Perioperative ramucirumab in combination with FLOT versus FLOT alone for resectable esophagogastric adenocarcinoma (RAMSES/FLOT7): Results of the phase II-portion—A multicenter, randomized phase II/III trial of the German AIO and Italian GOIM.

Authors

null

Salah-Eddin Al-Batran

University Cancer Center Frankfurt, Institut für Klinisch-Onkologische Forschung and IKF Klinische Krebsforschung GmbH am Krankenhaus Nordwest, Frankfurt, Germany

Salah-Eddin Al-Batran , Ralf Dieter Hofheinz , Harald Schmalenberg , Dirk Strumberg , Eray Goekkurt , Stefan Angermeier , Thomas Zander , Jochem Potenberg , Hans Georg Kopp , Daniel Pink , Gabriele Margareta Siegler , Michael Schenk , Ferdinando De Vita , Evaristo Maiello , Timo Gaiser , Disorn Sookthai , Ulli Simone Bankstahl , Claudia Pauligk , Thorsten Oliver Goetze , Nils Homann

Organizations

University Cancer Center Frankfurt, Institut für Klinisch-Onkologische Forschung and IKF Klinische Krebsforschung GmbH am Krankenhaus Nordwest, Frankfurt, Germany, University Medical Center Mannheim, Tagestherapiezentrum am ITM, Mannheim, Germany, Krankenhaus Dresden-Friedrichstadt, IV. Medizinische Klinik, Dresden, Germany, Marienhospital Herne, Herne, Germany, Hämatologisch-Onkologische Praxis Eppendorf, Hamburg, Germany, Klinikum Ludwigsburg, Medizinische Klinik I, Ludwigsburg, Germany, Department of Medical Oncology, University of Cologne, Cologne, Germany, Waldkrankenhaus Spandau, Berlin, Germany, Robert-Bosch Krankenhaus, Stuttgart, Germany, Klinik und Poliklinik für Innere Medizin C, Hämatologie und Onkologie, Transplantationszentrum, Palliativmedizin, Universität Greifswald and Klinik für Hämatologie, Onkologie und Palliativmedizin, Sarkomzentrum Berlin-Brandenburg, HELIOS Klinikum, Bad Saarow, Germany, Klinikum Nürnberg Paracelsus Medizinische Privatuniversität, Nürnberg, Germany, Hospital Barmherzige Brüder Regensburg, Regensburg, Germany, Division of Medical Oncology, Department of Precision Medicine, University of Study of Campania "L. Vanvitelli", Naples, Italy, Oncology Unit, Foundation IRCSS Casa Sollievo della Sofferenza, San Giovanni Rotondo, Italy, Institute of Pathology/ University Hospital Mannheim/ Heidelberg University, Mannheim, Germany, IKF Klinische Krebsforschung GmbH am Krankenhaus Nordwest, Frankfurt, Germany, Institute of Clinical Cancer Research (IKF) at Krankenhaus Nordwest, UCT-University Cancer Center, Frankfurt, Germany, Institute of Clinical Cancer Research, Krankenhaus Nordwest, UCT University Cancer Center, Frankfurt am Main, Germany and Institute of Clinical Cancer Research (IKF) GmbH at Krankenhaus Nordwest, Frankfurt, Germany, Klinikum Wolfsburg, Med. Klinik II, Wolfsburg, Germany

Research Funding

Pharmaceutical/Biotech Company
Lilly Deutschland GmbH

Background: Periop.

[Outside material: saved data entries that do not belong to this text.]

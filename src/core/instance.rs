//! # One job in flight: envelope plus attempt tracker.

use crate::error::PayloadError;
use crate::tasks::Envelope;
use crate::tracker::{AttemptTracker, Payload, Tracked};

/// A decoded job, owned by the execution that runs it.
#[derive(Clone, Debug, PartialEq)]
pub struct TaskInstance {
    envelope: Envelope,
    tracker: AttemptTracker,
}

impl TaskInstance {
    /// A first-ever execution of `envelope`.
    pub fn new(envelope: Envelope) -> Self {
        Self {
            envelope,
            tracker: AttemptTracker::new(),
        }
    }

    /// Returns the envelope.
    pub fn envelope(&self) -> &Envelope {
        &self.envelope
    }

    /// Returns the current attempt number.
    pub fn attempt(&self) -> u32 {
        self.tracker.attempt()
    }

    /// Serializes the job, attempt counter included.
    pub fn encode(&self) -> Payload {
        self.envelope.encode(&[&self.tracker])
    }

    /// Restores a job from its payload.
    pub fn decode(payload: &Payload) -> Result<Self, PayloadError> {
        let mut tracker = AttemptTracker::new();
        let envelope = Envelope::decode(payload, &mut [&mut tracker])?;
        Ok(Self { envelope, tracker })
    }
}

impl Tracked for TaskInstance {
    fn tracker(&self) -> &AttemptTracker {
        &self.tracker
    }

    fn tracker_mut(&mut self) -> &mut AttemptTracker {
        &mut self.tracker
    }
}

#[cfg(test)]
mod tests {
    use super::*;
    use serde_json::json;

    #[test]
    fn round_trip_keeps_attempt() {
        let mut inst = TaskInstance::new(Envelope::new("Import", vec![json!(1)]));
        inst.tracker_mut().advance();
        inst.tracker_mut().advance();

        let restored = TaskInstance::decode(&inst.encode()).unwrap();
        assert_eq!(restored.attempt(), 3);
        assert_eq!(restored, inst);
    }

    #[test]
    fn payload_without_counter_is_a_first_attempt() {
        let env = Envelope::new("Import", vec![]);
        let payload = env.encode(&[]);
        assert_eq!(TaskInstance::decode(&payload).unwrap().attempt(), 1);
    }
}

FLOT has become SOC for resectable, esophagogastric adenocarcinoma. However, patient’s outcome is still poor. This trial evaluates the addition of the VEGF-R2 inhibitor ramucirumab (RAM) to FLOT for resectable patients (pts). Methods: This is a prospective, international, randomized, investigator-initiated phase II/III trial. Pts with resectable, Her2-negative, adenocarcinoma of the stomach and GEJ (≥ cT2 or cN+) were enrolled. Pts were randomized to 4 pre-and post-operative cycles of FLOT (docetaxel 50 mg/m²; oxaliplatin 85 mg/m²; leucovorin 200 mg/m²; 5-FU 2600 mg/m², q2w) alone (Arm A) or the same regimen with RAM 8mg/kg q2w, followed by 16 cycles RAM (Arm B, FLOT-RAM). Important endpoints of phase II (exploratory) were major pathological (complete and nearly complete) response, centrally assessed acc. to Becker criteria, R0-resection rate, and safety. GEJ type I tumors and pts requiring trans-thoracic esophagectomy were excluded for safety reasons during the conduct of the study. Results: In total, 180 pts were randomized. Baseline characteristics were similar between arms (male, 73%; median age, 60y; cT3/T4, 83%; cN+, 78%; GEJ, 54%; signet-ring cells, 40%). However, the FLOT-RAM arm included more unfavorable pts with T4 (9% vs. 4%), Siewert type I tumors (18% vs. 13%), impaired ECOG PS of 1 (34% vs. 20%), and concomitant disease (87% vs. 79%). 91% of pts with FLOT and 92% with FLOT-RAM completed the 4 pre- cycles. R0-resection (in the full set) could be achieved in 83% of pts with FLOT and 97% of pts with FLOT-RAM (p = 0.0049). The rate of major path response was similar in both arms and was 30% for FLOT and 27% for FLOT-RAM. Surgical morbidity was observed in 37% of pts with FLOT and 44% of pts with FLOT-RAM. Mortality was 2.5% with FLOT and 5.9% with FLOT-RAM including GEJ type I tumors and dropped to 2.9% in both arms after excluding type I tumors per amendment. There was bit more G≥3 adverse events with FLOT-RAM (78% vs. 89%). Conclusions: In this phase II trial, the addition of ramucirumab to perioperative FLOT significantly improved R0-resection rates without an impact on path response, mainly because more patients could proceed to operation. The FLOT-RAM is safe, when type I tumors are excluded. Clinical trial information: NCT02661971.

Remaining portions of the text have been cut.